2020 ESA Annual Meeting (August 3 - 6)

COS 133 Abstract - A question of scale: The impact of population density and localized depletion of susceptible individuals on dengue persistence in Rio de Janeiro, Brazil

Rahul Subramanian1, Victoria Romeo-Aznar1, Edward L. Ionides2, Claudia Torres Codeco3 and Mercedes Pascual1, (1)Department of Ecology and Evolution, University of Chicago, Chicago, IL, (2)Statistics, University of Michigan, Ann Arbor, MI, (3)Programa de Computacao Cientifica, Fundacao Oswaldo Cruz, Rio de Janeiro, Brazil
Background/Question/Methods

The extent to which micro-scale processes can explain macro-scale observations is a fundamental ecological question that may be crucial to understanding the persistence and re-emergence of vector borne diseases. We investigate the population dynamics of dengue in the metropolis of Rio de Janeiro, Brazil, which experienced sequential serotype invasions and re-emergence over the past three decades.

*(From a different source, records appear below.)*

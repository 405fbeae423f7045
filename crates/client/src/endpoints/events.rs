//! Purpose: Organization events-stream endpoint.
//! Responsibilities: Build the events-stream request for a query or cursor and parse one page.
//! Non-scope: Pagination (see `collector`), retry pacing (see `request`).
//! Invariants/Assumptions: URL cursors are requested verbatim; token cursors reuse the original query.

use reqwest::Client;
use reqwest::header::ACCEPT;
use tracing::debug;

use crate::endpoints::request::{RetryPolicy, send_request_with_retry};
use crate::error::{ClientError, Result};
use crate::models::{EventQuery, EventsPage, FetchCursor};
use crate::stats::RequestStats;

/// Build `{base_url}/{org_id}/events-stream`.
pub fn events_url(base_url: &str, org_id: &str) -> String {
    format!("{}/{}/events-stream", base_url.trim_end_matches('/'), org_id)
}

/// Fetch one page of the events stream.
///
/// Without a cursor the request carries the query's `limit`/`from`/`to`.
/// A token cursor adds `cursor=<token>` to that query; a URL cursor is
/// requested as-is with no extra parameters.
#[allow(clippy::too_many_arguments)]
pub async fn fetch_events_page(
    client: &Client,
    base_url: &str,
    org_id: &str,
    api_token: &str,
    query: &EventQuery,
    cursor: Option<&FetchCursor>,
    policy: RetryPolicy,
    stats: Option<&RequestStats>,
) -> Result<EventsPage> {
    let builder = match cursor {
        None => client.get(events_url(base_url, org_id)).query(query),
        Some(FetchCursor::Token(token)) => client
            .get(events_url(base_url, org_id))
            .query(query)
            .query(&[("cursor", token.as_str())]),
        Some(FetchCursor::Url(url)) => client.get(url.as_str()),
    };
    let builder = builder
        .bearer_auth(api_token)
        .header(ACCEPT, "application/json");

    let response = send_request_with_retry(builder, policy, stats).await?;
    let url = response.url().to_string();
    let body = response.text().await?;

    if body.trim().is_empty() {
        debug!(%url, "Empty response body, treating as final page");
        return Ok(EventsPage::default());
    }

    serde_json::from_str(&body)
        .map_err(|e| ClientError::InvalidResponse(format!("events page from {url}: {e}")))
}
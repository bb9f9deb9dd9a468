// Report Task - Gibt Messungen an den Uplink weiter
//
// Der Modem-/Netzwerk-Teil ist nicht Teil dieser Firmware, der Task
// protokolliert den ausgehenden Datensatz.
use defmt::{info, warn};

use crate::config::DEVICE_ID;
use crate::{TemperatureReading, TemperatureSubscriber};

/// Protokolliert einen Datensatz
fn report(reading: &TemperatureReading) {
    match (reading.celsius, reading.fresh) {
        (Some(celsius), true) => {
            info!(
                "Report [{}] #{}: temp={} °C",
                DEVICE_ID, reading.sequence, celsius
            );
        }
        (Some(celsius), false) => {
            warn!(
                "Report [{}] #{}: temp={} °C (stale, {} failed cycles)",
                DEVICE_ID, reading.sequence, celsius, reading.consecutive_failures
            );
        }
        (None, _) => {
            warn!(
                "Report [{}] #{}: no temperature yet ({})",
                DEVICE_ID, reading.sequence, reading.error
            );
        }
    }
}

/// Report Task - läuft parallel zum Temperatur Task
///
/// Empfängt jede Messung via Channel (event-basiert) und gibt sie aus.
///
/// # Parameter
/// - `subscriber`: PubSub Subscriber für Temperatur-Messungen
#[embassy_executor::task]
pub async fn report_task(mut subscriber: TemperatureSubscriber) {
    info!("Report: Task started as {}", DEVICE_ID);

    loop {
        let reading = subscriber.next_message_pure().await;
        report(&reading);
    }
}
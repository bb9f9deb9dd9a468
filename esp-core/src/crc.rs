//! Dallas/Maxim CRC-8
//!
//! `CRC = X^8 + X^5 + X^4 + 1`, bitweise reflektiert (0x8C).

/// Berechnet die CRC-8 über `data`
///
/// Enthält `data` bereits die CRC als letztes Byte, ist das Ergebnis 0.
///
/// # Beispiele
///
/// ```
/// # use esp_core::crc8;
/// let scratchpad = [0x91, 0x01, 0x4B, 0x46, 0x7F, 0xFF, 0x0F, 0x10];
/// let crc = crc8(&scratchpad);
/// let mut with_crc = [0u8; 9];
/// with_crc[..8].copy_from_slice(&scratchpad);
/// with_crc[8] = crc;
/// assert_eq!(crc8(&with_crc), 0);
/// ```
pub fn crc8(data: &[u8]) -> u8 {
    let mut crc = 0u8;
    for &byte in data {
        crc ^= byte;
        for _ in 0..8 {
            if crc & 0x01 != 0 {
                crc = (crc >> 1) ^ 0x8C;
            } else {
                crc >>= 1;
            }
        }
    }
    crc
}
// Keine Standard-Bibliothek verwenden (Embedded System)
#![no_std]
// Kein normaler main() Einstiegspunkt (wird von esp_rtos bereitgestellt)
#![no_main]
// Verbiete mem::forget - gefährlich bei ESP HAL Types mit DMA-Buffern
#![deny(
    clippy::mem_forget,
    reason = "mem::forget is generally not safe to do with esp_hal types, especially those \
    holding buffers for the duration of a data transfer."
)]
// Verbiete große Stack-Frames (Stack ist auf Embedded Systemen begrenzt)
#![deny(clippy::large_stack_frames)]

// Embassy Async Runtime
use embassy_executor::Spawner;
use embassy_time::{Duration, Timer};

// ESP32-C6 HAL
use esp_hal::clock::CpuClock;
use esp_hal::timer::timg::TimerGroup;

// Backtrace bei Panic und println!() Support
use {esp_backtrace as _, esp_println as _};

// Projekt-Module
use esp_temperatur_monitor::TemperatureChannel;
use esp_temperatur_monitor::tasks::{report_task, temperature_task};

// ESP-IDF App Descriptor - erforderlich für den Bootloader!
// Ohne diesen schlägt das Flashen mit "ESP-IDF App Descriptor missing" fehl
esp_bootloader_esp_idf::esp_app_desc!();

/// Main Entry Point
///
/// Initialisiert Hardware, startet Embassy Runtime und spawnt Tasks.
/// Danach schläft main() - alle Arbeit läuft in Tasks.
#[esp_rtos::main]
async fn main(spawner: Spawner) -> ! {
    // ESP32-C6 Konfiguration: CPU auf maximale Taktfrequenz (160 MHz)
    let config = esp_hal::Config::default().with_cpu_clock(CpuClock::max());
    let peripherals = esp_hal::init(config);

    // Embassy Runtime initialisieren (Timer + Software Interrupt)
    let timg0 = TimerGroup::new(peripherals.TIMG0);
    let sw_interrupt =
        esp_hal::interrupt::software::SoftwareInterruptControl::new(peripherals.SW_INTERRUPT);
    esp_rtos::start(timg0.timer0, sw_interrupt.software_interrupt0);

    // Temperatur-Channel erstellen (Temperatur Task → Report Task)
    // Params: <Mutex, Message, Capacity, MaxSubscribers, MaxPublishers>
    static TEMPERATURE_CHANNEL: static_cell::StaticCell<TemperatureChannel> =
        static_cell::StaticCell::new();
    let channel = &*TEMPERATURE_CHANNEL.init(TemperatureChannel::new());

    // Report Task zuerst, damit die erste Messung nicht verloren geht
    let subscriber = channel.subscriber().unwrap();
    spawner.spawn(report_task(subscriber)).unwrap();

    // Spawn Temperatur Task (DS18B20 an GPIO4)
    let publisher = channel.publisher().unwrap();
    spawner
        .spawn(temperature_task(peripherals.GPIO4, publisher))
        .unwrap();

    // Main-Loop: schläft (alle Arbeit läuft in Tasks)
    loop {
        Timer::after(Duration::from_secs(3600)).await;
    }
}
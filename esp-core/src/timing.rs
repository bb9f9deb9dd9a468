//! 1-Wire Timing: Slot-Konstanten und kalibriertes Busy-Wait
//!
//! Alle Zeiten in Mikrosekunden, Standard-Speed (kein Overdrive).

use crate::traits::CycleCounter;

// ============================================================================
// Reset & Presence
// ============================================================================

/// Reset-Puls: Leitung Low halten
pub const RESET_LOW_US: u32 = 480;

/// Nach dem Freigeben warten, bevor der Presence-Puls abgetastet wird
pub const PRESENCE_SAMPLE_US: u32 = 70;

/// Rest des Presence-Slots nach dem Abtasten
pub const PRESENCE_HOLD_US: u32 = 410;

// ============================================================================
// Write Slots
// ============================================================================

/// Logisch 1: kurzer Low-Puls, Sensor tastet 15-60 µs nach der Flanke ab
pub const WRITE_1_LOW_US: u32 = 6;
pub const WRITE_1_RELEASE_US: u32 = 64;

/// Logisch 0: Leitung fast den ganzen Slot Low halten
pub const WRITE_0_LOW_US: u32 = 60;
pub const WRITE_0_RELEASE_US: u32 = 10;

// ============================================================================
// Read Slots
// ============================================================================

/// Master startet jeden Read-Slot mit einem kurzen Low-Puls
pub const READ_INIT_LOW_US: u32 = 6;

/// Abtastzeitpunkt nach dem Freigeben (innerhalb des 15 µs Fensters)
pub const READ_SAMPLE_US: u32 = 9;

/// Rest des Read-Slots
pub const READ_RELEASE_US: u32 = 55;

/// Gesamtlänge eines Bit-Slots
pub const SLOT_US: u32 = 70;

/// Rechnet Mikrosekunden in Zähler-Ticks um
///
/// `ticks = µs × (frequency_hz / 1_000_000)`. Ticks pro µs werden aufgerundet
/// (mindestens 1), ein Delay fällt dadurch höchstens länger aus.
pub fn micros_to_ticks(micros: u32, frequency_hz: u32) -> u32 {
    let ticks_per_us = frequency_hz.div_ceil(1_000_000).max(1);
    micros.saturating_mul(ticks_per_us)
}

/// Busy-Wait für mindestens `micros` Mikrosekunden
///
/// Läuft auf dem aufrufenden Kontext, ohne zu yielden. Überlauf des Zählers
/// ist durch `wrapping_sub` abgedeckt, solange das Delay kürzer als eine volle
/// Zählerperiode ist.
///
/// Der erste Zählerstand kann kurz vor dem nächsten Tick liegen, daher wird
/// ein Tick mehr abgewartet als angefordert.
pub fn delay_us<C: CycleCounter>(counter: &mut C, micros: u32) {
    let ticks = micros_to_ticks(micros, counter.frequency_hz());
    let start = counter.ticks();
    while counter.ticks().wrapping_sub(start) <= ticks {
        core::hint::spin_loop();
    }
}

Our previous work extended an analytical approach to determine the number of ‘skip’ years preceding re-emergence for diseases with population growth and under-reporting, and demonstrated that susceptible depletion and replenishment substantially over-estimate the time to re-emergence under ‘well-mixed’ conditions at a city-wide scale for the first dengue invasion (DENV1). We build on those findings to address the effect of localized susceptible depletion on re-emergence time. Using micro-scale case data from the invasion of serotype DENV4 in 2012 in Rio, we estimate the expected DENV4 re-emergence time per neighborhood, assuming that they all share the same underlying transmission rate and reporting rate but differ in the number of susceptible individuals remaining post-invasion. We then fit a stochastic transmission model to smaller-scale case data to estimate transmission parameters for specific regions of the city.

Results/Conclusions

The expected time to re-emergence (number of skip years) varies substantially between neighborhoods. Preliminary results suggest that for the typically low reproductive number of the disease, a large spread in re-emergence times may be expected across neighborhoods depending on the reporting rate used. This spread includes considerably faster re-emergence than that obtained earlier for DENV1 when considering the whole city as a large well-mixed population. Our work underscores the importance of incorporating small scale heterogeneity in population density into city-wide models of transmission.